How to edit your photos in Google Photos

A laptop screen showing the Google Photos edit tools
(Image credit: Future)

Wondering how to edit your snaps in Google Photos? From automated AI filters to manual adjustment sliders, Google’s cloud photo backup platform features a range of editing options. These built-in tools are designed to help you get the best out of your snaps in just a few clicks. 

Google Photos is one of the best photo cloud storage services, and one of our favorite backup options for safely stashing your image library online. With easy cross-platform access, affordable storage plans and useful tools for organizing your snaps, The top photo storage and sharing site offers one of the best ways to backup photos to the cloud simply and securely.

Google Photos also lets you easily edit any image that’s stored in your online library. Much more than just a depot for your photos, Google’s backup service features an integrated suite of accessible tweaking tools, including a range of automated options for effective one-click edits.

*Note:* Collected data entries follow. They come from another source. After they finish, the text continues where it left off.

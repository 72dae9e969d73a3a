//! Identity types for in-flight work.

use std::fmt;

/// Input-order index attached to a dispatched unit of work.
///
/// Tags are assigned by the driver in the order items are pulled from
/// upstream; ordered modes use them to restore that order at the output.
#[derive(Clone, Copy, PartialEq, Eq, PartialOrd, Ord, Hash, Default)]
pub struct SeqTag(pub u64);

impl SeqTag {
    pub const FIRST: SeqTag = SeqTag(0);

    #[inline]
    pub fn next(self) -> SeqTag {
        SeqTag(self.0 + 1)
    }
}

impl fmt::Debug for SeqTag {
    fn fmt(&self, f: &mut fmt::Formatter<'_>) -> fmt::Result {
        write!(f, "SeqTag({})", self.0)
    }
}

impl fmt::Display for SeqTag {
    fn fmt(&self, f: &mut fmt::Formatter<'_>) -> fmt::Result {
        fmt::Debug::fmt(self, f)
    }
}

/// Hands out sequence tags in increasing order.
#[derive(Debug, Default)]
pub struct SeqCounter {
    next: SeqTag,
}

impl SeqCounter {
    pub fn new() -> Self {
        Self::default()
    }

    pub fn assign(&mut self) -> SeqTag {
        let tag = self.next;
        self.next = tag.next();
        tag
    }

    /// Number of tags handed out so far.
    pub fn issued(&self) -> u64 {
        self.next.0
    }
}
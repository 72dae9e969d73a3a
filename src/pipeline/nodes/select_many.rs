//! Flattening: every outer item selects an inner flow whose results are
//! spliced into the output.
//!
//! Sequential mode drains inner flows one at a time in outer order. Any
//! other mode dispatches one draining action per outer item through the
//! engine, so inner flows overlap and ordered modes keep each inner flow's
//! results together in outer order.

use crate::pipeline::cancel::ExecContext;
use crate::pipeline::error::PipelineError;
use crate::pipeline::executor::{action, run_scheduled, Action, Emitter};
use crate::pipeline::mode::ScheduleMode;
use crate::pipeline::node::{Cursor, Flow, Operator};
use futures::future::{self, FutureExt};
use futures::stream::{self, StreamExt};
use std::sync::Arc;

type Selector<T, U> = Arc<dyn Fn(T) -> Flow<U> + Send + Sync>;

pub struct SelectMany<T, U> {
    parent: Flow<T>,
    mode: ScheduleMode,
    selector: Selector<T, U>,
}

/// Action that opens `flow` under `scope` and forwards all of its results.
pub(crate) fn drain_into<U: Send + 'static>(scope: ExecContext) -> Action<Flow<U>, U> {
    action(move |flow: Flow<U>, emitter: Emitter<U>, _token| {
        let mut inner = flow.open(&scope.child());
        async move {
            while let Some(next) = inner.next().await {
                if !emitter.emit(next?) {
                    break;
                }
            }
            Ok::<_, PipelineError>(())
        }
        .boxed()
    })
}

impl<T: Send + 'static, U: Send + 'static> Operator<U> for SelectMany<T, U> {
    fn name(&self) -> &str {
        "SelectMany"
    }

    fn mode(&self) -> ScheduleMode {
        self.mode
    }

    fn open(&self, ctx: &ExecContext) -> Cursor<U> {
        let scope = ctx.child();
        let selector = self.selector.clone();
        let upstream = self.parent.open(&scope);

        if self.mode.is_sequential() {
            let inner_scope = scope.clone();
            let flat = upstream.flat_map(move |item| match item {
                Ok(item) => selector(item).open(&inner_scope).boxed(),
                Err(err) => stream::once(future::ready(Err(err))).boxed(),
            });
            return Cursor::new(flat, &scope);
        }

        let inner_flows = Cursor::new(upstream.map(move |item| item.map(|i| selector(i))), &scope.child());
        run_scheduled(inner_flows, self.mode, drain_into(scope.clone()), &scope)
    }
}

impl<T: Send + 'static> Flow<T> {
    /// Project every item to an inner flow and flatten the results.
    pub fn select_many<U, F>(&self, selector: F) -> Flow<U>
    where
        U: Send + 'static,
        F: Fn(T) -> Flow<U> + Send + Sync + 'static,
    {
        Flow::new(SelectMany {
            parent: self.clone(),
            mode: self.mode(),
            selector: Arc::new(selector),
        })
    }

    /// Alias of [`Flow::select_many`].
    pub fn flat_map<U, F>(&self, selector: F) -> Flow<U>
    where
        U: Send + 'static,
        F: Fn(T) -> Flow<U> + Send + Sync + 'static,
    {
        self.select_many(selector)
    }
}
//! Error handling for lazyflow-rs
//!
//! Pipeline execution reports [`PipelineError`]; everything around it
//! (configuration, files, logging setup) reports [`LazyFlowError`].

use crate::pipeline::error::PipelineError;
use thiserror::Error;

/// Main error type for lazyflow-rs operations
#[derive(Error, Debug)]
pub enum LazyFlowError {
    /// Errors related to configuration loading/validation
    #[error("Configuration error: {0}")]
    Config(String),

    /// IO errors
    #[error("IO error: {0}")]
    Io(#[from] std::io::Error),

    /// Serialization errors
    #[error("Serialization error: {0}")]
    Serialization(String),

    /// Errors raised while running a pipeline
    #[error("Pipeline error: {0}")]
    Pipeline(#[from] PipelineError),

    /// Generic errors with context
    #[error("{context}: {source}")]
    WithContext {
        context: String,
        #[source]
        source: Box<LazyFlowError>,
    },
}

impl LazyFlowError {
    /// Add context to an error
    pub fn with_context(self, context: impl Into<String>) -> Self {
        LazyFlowError::WithContext {
            context: context.into(),
            source: Box::new(self),
        }
    }
}

impl From<serde_json::Error> for LazyFlowError {
    fn from(err: serde_json::Error) -> Self {
        LazyFlowError::Serialization(err.to_string())
    }
}

impl From<toml::de::Error> for LazyFlowError {
    fn from(err: toml::de::Error) -> Self {
        LazyFlowError::Serialization(err.to_string())
    }
}

/// Result type alias for lazyflow-rs operations
pub type Result<T> = std::result::Result<T, LazyFlowError>;

/// Extension trait for adding context to Results
pub trait ResultExt<T> {
    /// Add context to an error result
    fn context(self, context: impl Into<String>) -> Result<T>;

    /// Add context lazily to an error result
    fn with_context<F>(self, f: F) -> Result<T>
    where
        F: FnOnce() -> String;
}

impl<T> ResultExt<T> for Result<T> {
    fn context(self, context: impl Into<String>) -> Result<T> {
        self.map_err(|e| e.with_context(context))
    }

    fn with_context<F>(self, f: F) -> Result<T>
    where
        F: FnOnce() -> String,
    {
        self.map_err(|e| e.with_context(f()))
    }
}

impl<T> ResultExt<T> for std::result::Result<T, PipelineError> {
    fn context(self, context: impl Into<String>) -> Result<T> {
        self.map_err(|e| LazyFlowError::from(e).with_context(context))
    }

    fn with_context<F>(self, f: F) -> Result<T>
    where
        F: FnOnce() -> String,
    {
        self.map_err(|e| LazyFlowError::from(e).with_context(f()))
    }
}
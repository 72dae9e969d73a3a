//! # lazyflow-rs: lazy asynchronous pipelines
//!
//! LINQ-style operators over asynchronous data sources. Each operator wraps
//! its parent in a new immutable node; nothing executes until a consumer
//! opens a cursor and starts pulling.
//!
//! ## Architecture
//!
//! - **Pipeline**: operator nodes, schedule modes and the execution engine
//!   that runs a stage sequentially, concurrently or in parallel
//! - **Bridge**: `Subject` turns pushed events into a pull-based flow
//! - **Config**: per-call engine tunables loaded from TOML or JSON
//! - **Telemetry**: `tracing` subscriber setup
//!
//! ## Example
//!
//! ```no_run
//! use lazyflow_rs::Flow;
//! use std::time::Duration;
//!
//! # async fn demo() -> lazyflow_rs::PipelineResult<()> {
//! let delays = Flow::from_iter(vec![300u64, 200, 100])
//!     .as_concurrent(false)
//!     .then(|ms| async move {
//!         tokio::time::sleep(Duration::from_millis(ms)).await;
//!         Ok(ms)
//!     });
//!
//! // completion order
//! assert_eq!(delays.to_vec().await?, vec![100, 200, 300]);
//! # Ok(())
//! # }
//! ```

pub mod config;
pub mod error;
pub mod pipeline;
pub mod telemetry;

// Re-export commonly used types
pub use config::{EngineConfig, LoggingConfig};
pub use error::{LazyFlowError, Result, ResultExt};
pub use pipeline::{Cursor, Flow, JoinKey, Operator, PipelineError, PipelineResult, ScheduleMode, Subject};
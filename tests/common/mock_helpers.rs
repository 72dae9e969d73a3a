//! Instrumented sources for teardown tests

use futures::stream::{self, StreamExt};
use lazyflow_rs::Flow;
use std::sync::atomic::{AtomicUsize, Ordering};
use std::sync::Arc;
use std::time::Duration;

/// Counters shared between a [`tracked_source`] and the test
#[derive(Clone, Default)]
pub struct SourceProbe {
    opened: Arc<AtomicUsize>,
    dropped: Arc<AtomicUsize>,
    pulled: Arc<AtomicUsize>,
}

impl SourceProbe {
    pub fn opened(&self) -> usize {
        self.opened.load(Ordering::SeqCst)
    }

    pub fn dropped(&self) -> usize {
        self.dropped.load(Ordering::SeqCst)
    }

    pub fn pulled(&self) -> usize {
        self.pulled.load(Ordering::SeqCst)
    }

    /// Streams opened but not yet released
    pub fn live(&self) -> usize {
        self.opened() - self.dropped()
    }
}

struct DropGuard(Arc<AtomicUsize>);

impl Drop for DropGuard {
    fn drop(&mut self) {
        self.0.fetch_add(1, Ordering::SeqCst);
    }
}

/// Endless source yielding `0, 1, 2, ...`, one item every `every`
pub fn tracked_source(every: Duration) -> (Flow<u64>, SourceProbe) {
    let probe = SourceProbe::default();
    let counters = probe.clone();
    let flow = Flow::from_stream(move || {
        counters.opened.fetch_add(1, Ordering::SeqCst);
        let guard = DropGuard(counters.dropped.clone());
        let pulled = counters.pulled.clone();
        stream::iter(0u64..).then(move |n| {
            let _held = &guard;
            let pulled = pulled.clone();
            async move {
                tokio::time::sleep(every).await;
                pulled.fetch_add(1, Ordering::SeqCst);
                n
            }
        })
    });
    (flow, probe)
}
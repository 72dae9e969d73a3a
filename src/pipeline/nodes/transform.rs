//! Transform nodes: per-item operations dispatched through the engine.
//!
//! `map`, `then`, `filter` and `filter_map` all become a [`Transform`]
//! holding one per-item action. The node inherits its parent's mode; in
//! sequential mode the action runs inline, otherwise it is fanned out by
//! the executor.

use crate::pipeline::cancel::ExecContext;
use crate::pipeline::error::{PipelineError, PipelineResult};
use crate::pipeline::executor::{action, run_scheduled, Action};
use crate::pipeline::mode::ScheduleMode;
use crate::pipeline::node::{Cursor, Flow, Operator};
use futures::future::{Future, FutureExt};
use std::sync::Arc;

pub struct Transform<T, U> {
    name: &'static str,
    parent: Flow<T>,
    mode: ScheduleMode,
    action: Action<T, U>,
}

impl<T: Send + 'static, U: Send + 'static> Operator<U> for Transform<T, U> {
    fn name(&self) -> &str {
        self.name
    }

    fn mode(&self) -> ScheduleMode {
        self.mode
    }

    fn open(&self, ctx: &ExecContext) -> Cursor<U> {
        let scope = ctx.child();
        let upstream = self.parent.open(&scope);
        run_scheduled(upstream, self.mode, self.action.clone(), &scope)
    }
}

impl<T: Send + 'static> Flow<T> {
    /// Attach a per-item action as a new node inheriting this node's mode.
    pub fn transform<U: Send + 'static>(&self, name: &'static str, action: Action<T, U>) -> Flow<U> {
        Flow::new(Transform {
            name,
            parent: self.clone(),
            mode: self.mode(),
            action,
        })
    }

    /// Synchronous projection. In parallel mode `f` runs on the workers.
    pub fn map<U, F>(&self, f: F) -> Flow<U>
    where
        U: Send + 'static,
        F: Fn(T) -> U + Send + Sync + 'static,
    {
        let f = Arc::new(f);
        self.transform(
            "Map",
            action(move |item, emitter, _token| {
                let f = f.clone();
                async move {
                    emitter.emit(f(item));
                    Ok(())
                }
                .boxed()
            }),
        )
    }

    /// Asynchronous, fallible projection.
    pub fn then<U, F, Fut>(&self, f: F) -> Flow<U>
    where
        U: Send + 'static,
        F: Fn(T) -> Fut + Send + Sync + 'static,
        Fut: Future<Output = PipelineResult<U>> + Send + 'static,
    {
        self.transform(
            "Then",
            action(move |item, emitter, _token| {
                let pending = f(item);
                async move {
                    emitter.emit(pending.await?);
                    Ok::<_, PipelineError>(())
                }
                .boxed()
            }),
        )
    }

    pub fn filter<F>(&self, predicate: F) -> Flow<T>
    where
        F: Fn(&T) -> bool + Send + Sync + 'static,
    {
        let predicate = Arc::new(predicate);
        self.transform(
            "Filter",
            action(move |item, emitter, _token| {
                let predicate = predicate.clone();
                async move {
                    if predicate(&item) {
                        emitter.emit(item);
                    }
                    Ok(())
                }
                .boxed()
            }),
        )
    }

    /// Asynchronous filter and projection in one step.
    pub fn filter_map<U, F, Fut>(&self, f: F) -> Flow<U>
    where
        U: Send + 'static,
        F: Fn(T) -> Fut + Send + Sync + 'static,
        Fut: Future<Output = PipelineResult<Option<U>>> + Send + 'static,
    {
        self.transform(
            "FilterMap",
            action(move |item, emitter, _token| {
                let pending = f(item);
                async move {
                    if let Some(value) = pending.await? {
                        emitter.emit(value);
                    }
                    Ok::<_, PipelineError>(())
                }
                .boxed()
            }),
        )
    }
}
//! Configuration module for lazyflow-rs
//!
//! Engine settings are plain values passed per iteration
//! (`Flow::iter_configured`); nothing here is global.
//!
//! # Files
//!
//! `EngineConfig::load` reads TOML (`.toml`) or JSON (`.json`), chosen by
//! extension. Missing fields take their defaults:
//!
//! ```toml
//! resequence_warn_threshold = 4096
//!
//! [bridge_queue]
//! multi_writer = false
//! policy = { kind = "bounded", capacity = 256, overflow = "drop_oldest" }
//!
//! [logging]
//! filter = "lazyflow_rs=debug"
//! ```

use crate::error::{LazyFlowError, Result};
use crate::pipeline::queue::QueueOptions;
use serde::{Deserialize, Serialize};
use std::path::Path;

/// Buffered out-of-order results above which the re-sequencer logs a warning
pub const DEFAULT_RESEQUENCE_WARN_THRESHOLD: usize = 1024;

/// Log filter used when `RUST_LOG` is not set
pub const DEFAULT_LOG_FILTER: &str = "lazyflow_rs=info";

/// Logging settings
#[derive(Debug, Clone, PartialEq, Eq, Serialize, Deserialize)]
#[serde(default)]
pub struct LoggingConfig {
    /// `EnvFilter` directive string
    pub filter: String,
}

impl Default for LoggingConfig {
    fn default() -> Self {
        Self {
            filter: DEFAULT_LOG_FILTER.to_string(),
        }
    }
}

/// Engine-wide tunables
#[derive(Debug, Clone, PartialEq, Serialize, Deserialize)]
#[serde(default)]
pub struct EngineConfig {
    /// Per-subscriber queue of subjects built with `Subject::from_config`
    pub bridge_queue: QueueOptions,
    /// See [`DEFAULT_RESEQUENCE_WARN_THRESHOLD`]
    pub resequence_warn_threshold: usize,
    pub logging: LoggingConfig,
}

impl Default for EngineConfig {
    fn default() -> Self {
        Self {
            bridge_queue: QueueOptions::unbounded(),
            resequence_warn_threshold: DEFAULT_RESEQUENCE_WARN_THRESHOLD,
            logging: LoggingConfig::default(),
        }
    }
}

impl EngineConfig {
    /// Load and validate a config file
    pub fn load(path: impl AsRef<Path>) -> Result<Self> {
        let path = path.as_ref();
        let content = std::fs::read_to_string(path).map_err(|e| {
            LazyFlowError::Config(format!("Failed to read config file {:?}: {}", path, e))
        })?;

        let config: Self = match path.extension().and_then(|ext| ext.to_str()) {
            Some("toml") => toml::from_str(&content).map_err(|e| {
                LazyFlowError::Config(format!("Failed to parse config file {:?}: {}", path, e))
            })?,
            Some("json") => serde_json::from_str(&content).map_err(|e| {
                LazyFlowError::Config(format!("Failed to parse config file {:?}: {}", path, e))
            })?,
            _ => {
                return Err(LazyFlowError::Config(format!(
                    "Unsupported config format {:?} (expected .toml or .json)",
                    path
                )))
            }
        };
        config.validate()?;
        Ok(config)
    }

    pub fn from_toml_str(content: &str) -> Result<Self> {
        let config: Self = toml::from_str(content)?;
        config.validate()?;
        Ok(config)
    }

    /// Save as pretty JSON
    pub fn save(&self, path: impl AsRef<Path>) -> Result<()> {
        let path = path.as_ref();
        let content = serde_json::to_string_pretty(self)?;
        std::fs::write(path, content).map_err(|e| {
            LazyFlowError::Config(format!("Failed to write config file {:?}: {}", path, e))
        })
    }

    pub fn validate(&self) -> Result<()> {
        if self.resequence_warn_threshold == 0 {
            return Err(LazyFlowError::Config(
                "resequence_warn_threshold must be at least 1".to_string(),
            ));
        }
        if self.logging.filter.trim().is_empty() {
            return Err(LazyFlowError::Config(
                "logging.filter must not be empty".to_string(),
            ));
        }
        self.bridge_queue
            .validate()
            .map_err(|e| LazyFlowError::Config(format!("bridge_queue: {}", e)))
    }
}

It’s not a fully-fledged image editing app - it won't be winning any awards for best photo editor, so you won’t find more advanced adjustment options on offer that you'd find in Adobe Photoshop or the best Photoshop alternatives

There’s no RGB curve or masking tool, for example. Instead, Google Photos focuses on making effective image edits easy to achieve, often using AI smarts to analyze your snaps and suggest instant improvements. Whether you use the smartphone app or the web interface, you’ll find refinements just a few taps (or clicks) away.

What’s more, all edits in Google Photos are saved in a non-destructive way. If you change your mind later, you can easily undo the changes and revert your photo back to its original state, ready to edit again.

Keen to edit your snaps in Google Photos? The guide below will walk you through the various options for tweaking your pics using Google’s cloud backup service. Whether you want to subtly adjust color balance or get arty with retro effects, the straightforward settings below will help to bring more out of your images.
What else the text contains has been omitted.